┏━━
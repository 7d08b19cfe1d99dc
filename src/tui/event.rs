use crossterm::event::{self, Event, KeyCode, KeyEventKind, KeyModifiers, MouseEventKind};
use log::warn;

/// TUI-specific input events
#[derive(Debug, Clone, PartialEq)]
pub enum TuiEvent {
    // Global
    ForceQuit,
    Resize,

    // Keys routed to the focused component
    Submit,
    Escape,
    FocusNext,
    InputChar(char),
    Paste(String), // Bracketed paste
    Backspace,
    Delete,
    CursorLeft,
    CursorRight,
    CursorHome,
    CursorEnd,
    CursorUp,
    CursorDown,
    PageUp,
    PageDown,

    // Mouse wheel
    ScrollUp,
    ScrollDown,
}

/// Poll for an event without blocking (returns immediately)
pub fn poll_event_immediate() -> Option<TuiEvent> {
    poll_event_timeout(std::time::Duration::ZERO)
}

/// Poll for an event, blocking up to `timeout`.
pub fn poll_event_timeout(timeout: std::time::Duration) -> Option<TuiEvent> {
    match event::poll(timeout) {
        Ok(true) => {}
        Ok(false) => return None,
        Err(e) => {
            warn!("Event poll failed: {}", e);
            return None;
        }
    }

    match event::read() {
        Ok(event) => translate(event),
        Err(e) => {
            warn!("Event read failed: {}", e);
            None
        }
    }
}

fn translate(event: Event) -> Option<TuiEvent> {
    match event {
        Event::Key(key_event) => {
            // Kitty protocol reports releases too; only presses and repeats count.
            if key_event.kind == KeyEventKind::Release {
                return None;
            }
            log::debug!(
                "Key event: {:?} with modifiers {:?}",
                key_event.code,
                key_event.modifiers
            );
            match (key_event.modifiers, key_event.code) {
                (KeyModifiers::CONTROL, KeyCode::Char('c')) => Some(TuiEvent::ForceQuit),
                (_, KeyCode::Char(c)) => Some(TuiEvent::InputChar(c)),
                (_, KeyCode::Backspace) => Some(TuiEvent::Backspace),
                (_, KeyCode::Delete) => Some(TuiEvent::Delete),
                (_, KeyCode::Enter) => Some(TuiEvent::Submit),
                (_, KeyCode::Esc) => Some(TuiEvent::Escape),
                (_, KeyCode::Tab | KeyCode::BackTab) => Some(TuiEvent::FocusNext),
                (_, KeyCode::Left) => Some(TuiEvent::CursorLeft),
                (_, KeyCode::Right) => Some(TuiEvent::CursorRight),
                (_, KeyCode::Home) => Some(TuiEvent::CursorHome),
                (_, KeyCode::End) => Some(TuiEvent::CursorEnd),
                (_, KeyCode::Up) => Some(TuiEvent::CursorUp),
                (_, KeyCode::Down) => Some(TuiEvent::CursorDown),
                (_, KeyCode::PageUp) => Some(TuiEvent::PageUp),
                (_, KeyCode::PageDown) => Some(TuiEvent::PageDown),
                _ => None,
            }
        }
        Event::Mouse(mouse_event) => match mouse_event.kind {
            MouseEventKind::ScrollUp => Some(TuiEvent::ScrollUp),
            MouseEventKind::ScrollDown => Some(TuiEvent::ScrollDown),
            _ => None,
        },
        Event::Paste(data) => Some(TuiEvent::Paste(data)),
        Event::Resize(_, _) => Some(TuiEvent::Resize),
        _ => None,
    }
}
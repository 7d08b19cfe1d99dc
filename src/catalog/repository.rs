use async_trait::async_trait;

use super::error::Fetched;
use super::types::{CatalogPayload, DetailRecord};

/// A source of catalog data.
///
/// Each call makes exactly one outbound request and never caches or retries.
/// Every failure mode comes back as `Err(ErrorInfo)`; implementations must not
/// panic on bad input from the network. Implementations hold no mutable
/// shared state, so independent calls may run concurrently.
#[async_trait]
pub trait CatalogRepository: Send + Sync {
    /// Returns the name of the repository (for logs).
    fn name(&self) -> &str;

    /// Searches titles matching `query`. Callers never pass an empty query.
    /// "No matches" is `Ok` with an empty payload.
    async fn search_catalog(&self, api_key: &str, query: &str) -> Fetched<CatalogPayload>;

    /// Fetches the full record for an id previously returned by a search.
    async fn fetch_detail(&self, api_key: &str, id: &str) -> Fetched<DetailRecord>;
}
┗━━
* [DESCRIPTION OF THE TASK]:
Your response must be one number, namely how many lines of the data contain the string "Escape".

* [SOLVED PROBLEM]:
2